• **EXERCISE**
Print the records exactly. Miss nothing.
※
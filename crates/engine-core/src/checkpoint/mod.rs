mod models;
mod store;

pub use models::{OutcomeRow, PendingItem, ScanCursor, WorkItem};
pub use store::CheckpointStore;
※
• **OUTPUT FOR THIS TASK**
filename crates/engine-core/src/checkpoint/mod.rs
mod models;
mod store;

pub use models::{OutcomeRow, PendingItem, ScanCursor, WorkItem};
pub use store::CheckpointStore;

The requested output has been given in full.